*Stored entries:*

//! Level definitions and their resolved (absolute) form
//!
//! Levels arrive as JSON from the host. Positions are symbolic until
//! `ResolvedLevel::resolve` turns them into pixels for a canvas size.

use glam::Vec2;
use serde::{Deserialize, Serialize};

use super::entity::Shape;
use super::geometry::{PosExpr, resolve_level_pos};
use crate::settings::PhysicsOverrides;

/// Game mode carried by a level
#[derive(Debug, Clone, Copy, PartialEq, Eq, Default, Serialize, Deserialize)]
#[serde(rename_all = "camelCase")]
pub enum LevelType {
    /// Clear every non-player entity into a goal
    GravityGauntlet,
    /// Survive incoming projectiles until the timer runs out
    BulletHell,
    /// Free-form sandbox level with no win condition
    #[default]
    #[serde(other)]
    Custom,
}

/// Collision footprint of a static level object
#[derive(Debug, Clone, Copy, PartialEq, Serialize, Deserialize)]
#[serde(tag = "shape", rename_all = "lowercase")]
pub enum StaticShape {
    Circle { radius: f32 },
    Box { width: f32, height: f32 },
}

impl StaticShape {
    /// Half width/height, used to inset edge anchors
    pub fn half_extents(&self) -> Vec2 {
        match *self {
            StaticShape::Circle { radius } => Vec2::splat(radius.max(0.0)),
            StaticShape::Box { width, height } => Vec2::new(width.max(0.0), height.max(0.0)) / 2.0,
        }
    }

    /// Radius of the circle used for circular-only overlap tests
    pub fn bounding_radius(&self) -> f32 {
        match *self {
            StaticShape::Circle { radius } => radius.max(0.0),
            StaticShape::Box { .. } => self.half_extents().length(),
        }
    }
}

/// A hazard, goal, or the body of a powerup
#[derive(Debug, Clone, PartialEq, Serialize, Deserialize)]
pub struct LevelObject {
    #[serde(flatten)]
    pub shape: StaticShape,
    #[serde(default)]
    pub x: PosExpr,
    #[serde(default)]
    pub y: PosExpr,
    #[serde(default, skip_serializing_if = "Option::is_none")]
    pub color: Option<String>,
    /// Hazard damage multiplier override (damage = multiplier * 100)
    #[serde(default, skip_serializing_if = "Option::is_none")]
    pub damage: Option<f32>,
}

/// Powerup effects
#[derive(Debug, Clone, Copy, PartialEq, Eq, Serialize, Deserialize)]
#[serde(rename_all = "lowercase")]
pub enum PowerupKind {
    Shield,
    Speed,
    Shrink,
    Health,
}

/// A consumable pickup
#[derive(Debug, Clone, PartialEq, Serialize, Deserialize)]
pub struct Powerup {
    #[serde(rename = "type")]
    pub kind: PowerupKind,
    #[serde(flatten)]
    pub object: LevelObject,
}

/// Bullet Hell projectile source
#[derive(Debug, Clone, PartialEq, Serialize, Deserialize)]
#[serde(default, rename_all = "camelCase")]
pub struct Emitter {
    pub x: PosExpr,
    pub y: PosExpr,
    /// Time between shots
    pub interval_ms: f64,
    /// Projectile speed (pixels per frame)
    pub speed: f32,
    /// Projectile radius
    pub size: f32,
    pub shape: Shape,
    /// Projectiles expire after this long
    pub lifetime_ms: f64,
    /// Most projectiles from this emitter alive at once
    pub max_alive: usize,
    /// Aim at the player; otherwise fire in a random direction
    pub aimed: bool,
}

impl Default for Emitter {
    fn default() -> Self {
        Self {
            x: PosExpr::Expr("center".to_string()),
            y: PosExpr::Expr("top".to_string()),
            interval_ms: 1200.0,
            speed: 6.0,
            size: 8.0,
            shape: Shape::Circle,
            lifetime_ms: 6000.0,
            max_alive: 12,
            aimed: true,
        }
    }
}

/// A complete level definition
#[derive(Debug, Clone, Default, PartialEq, Serialize, Deserialize)]
#[serde(default, rename_all = "camelCase")]
pub struct Level {
    pub name: String,
    #[serde(rename = "type")]
    pub level_type: LevelType,
    pub hazards: Vec<LevelObject>,
    pub goals: Vec<LevelObject>,
    pub powerups: Vec<Powerup>,
    pub emitters: Vec<Emitter>,
    /// Bullet Hell survival time
    pub time_limit_sec: Option<f32>,
    pub physics: Option<PhysicsOverrides>,
    /// Bumped whenever the object lists change
    #[serde(skip)]
    revision: u64,
}

impl Level {
    /// Parse a level from JSON
    pub fn from_json(json: &str) -> serde_json::Result<Self> {
        let level: Level = serde_json::from_str(json)?;
        log::info!(
            "Loaded level '{}' ({:?}): {} hazards, {} goals, {} powerups",
            level.name,
            level.level_type,
            level.hazards.len(),
            level.goals.len(),
            level.powerups.len()
        );
        Ok(level)
    }

    pub fn revision(&self) -> u64 {
        self.revision
    }

    /// Mark the object lists as edited so cached positions are rebuilt
    pub fn touch(&mut self) {
        self.revision = self.revision.wrapping_add(1);
    }

    /// Remove a powerup by index (consumed on pickup)
    pub fn take_powerup(&mut self, index: usize) -> Option<Powerup> {
        if index < self.powerups.len() {
            self.touch();
            Some(self.powerups.remove(index))
        } else {
            None
        }
    }
}

/// What a resolved object does on contact
#[derive(Debug, Clone, Copy, PartialEq)]
pub enum StaticKind {
    Hazard,
    Goal,
    Powerup(PowerupKind),
}

/// A level object at absolute coordinates
#[derive(Debug, Clone, PartialEq)]
pub struct ResolvedObject {
    pub kind: StaticKind,
    pub pos: Vec2,
    pub shape: StaticShape,
    pub color: [f32; 4],
    /// Hazard damage multiplier override
    pub damage: Option<f32>,
    /// Index into the source list
    pub index: usize,
}

/// Absolute positions for a level at one canvas size
#[derive(Debug, Clone, Default, PartialEq)]
pub struct ResolvedLevel {
    pub hazards: Vec<ResolvedObject>,
    pub goals: Vec<ResolvedObject>,
    pub powerups: Vec<ResolvedObject>,
    width: f32,
    height: f32,
    revision: u64,
}

impl ResolvedLevel {
    pub fn resolve(level: &Level, width: f32, height: f32) -> Self {
        let resolve = |kind: StaticKind, index: usize, obj: &LevelObject| ResolvedObject {
            kind,
            pos: resolve_level_pos(obj, width, height),
            shape: obj.shape,
            color: obj
                .color
                .as_deref()
                .and_then(parse_color)
                .unwrap_or_else(|| default_color(kind)),
            damage: obj.damage,
            index,
        };

        Self {
            hazards: level
                .hazards
                .iter()
                .enumerate()
                .map(|(i, o)| resolve(StaticKind::Hazard, i, o))
                .collect(),
            goals: level
                .goals
                .iter()
                .enumerate()
                .map(|(i, o)| resolve(StaticKind::Goal, i, o))
                .collect(),
            powerups: level
                .powerups
                .iter()
                .enumerate()
                .map(|(i, p)| resolve(StaticKind::Powerup(p.kind), i, &p.object))
                .collect(),
            width,
            height,
            revision: level.revision,
        }
    }

    /// True when the canvas size or the level's object lists changed
    pub fn is_stale(&self, level: &Level, width: f32, height: f32) -> bool {
        self.width != width || self.height != height || self.revision != level.revision
    }
}

/// Parse `#rgb`, `#rrggbb` or `#rrggbbaa`
pub fn parse_color(s: &str) -> Option<[f32; 4]> {
    let hex = s.trim().strip_prefix('#')?;
    let channel = |h: &str| u8::from_str_radix(h, 16).ok().map(|v| v as f32 / 255.0);
    match hex.len() {
        3 => {
            let mut rgb = [0.0; 3];
            for (i, c) in hex.char_indices() {
                let digit = c.to_digit(16)? as f32;
                rgb[i] = digit * 17.0 / 255.0;
            }
            Some([rgb[0], rgb[1], rgb[2], 1.0])
        }
        6 | 8 => {
            let r = channel(hex.get(0..2)?)?;
            let g = channel(hex.get(2..4)?)?;
            let b = channel(hex.get(4..6)?)?;
            let a = match hex.get(6..8) {
                Some(a) => channel(a)?,
                None => 1.0,
            };
            Some([r, g, b, a])
        }
        _ => None,
    }
}

fn default_color(kind: StaticKind) -> [f32; 4] {
    use crate::renderer::colors;
    match kind {
        StaticKind::Hazard => colors::HAZARD,
        StaticKind::Goal => colors::GOAL,
        StaticKind::Powerup(PowerupKind::Shield) => colors::POWERUP_SHIELD,
        StaticKind::Powerup(PowerupKind::Speed) => colors::POWERUP_SPEED,
        StaticKind::Powerup(PowerupKind::Shrink) => colors::POWERUP_SHRINK,
        StaticKind::Powerup(PowerupKind::Health) => colors::POWERUP_HEALTH,
    }
}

*TASK STATEMENT:* Gather each line of the records holding the string "this".

*ANSWER SPACE:*
    /// Projectiles expire after this long
    /// Most projectiles from this emitter alive at once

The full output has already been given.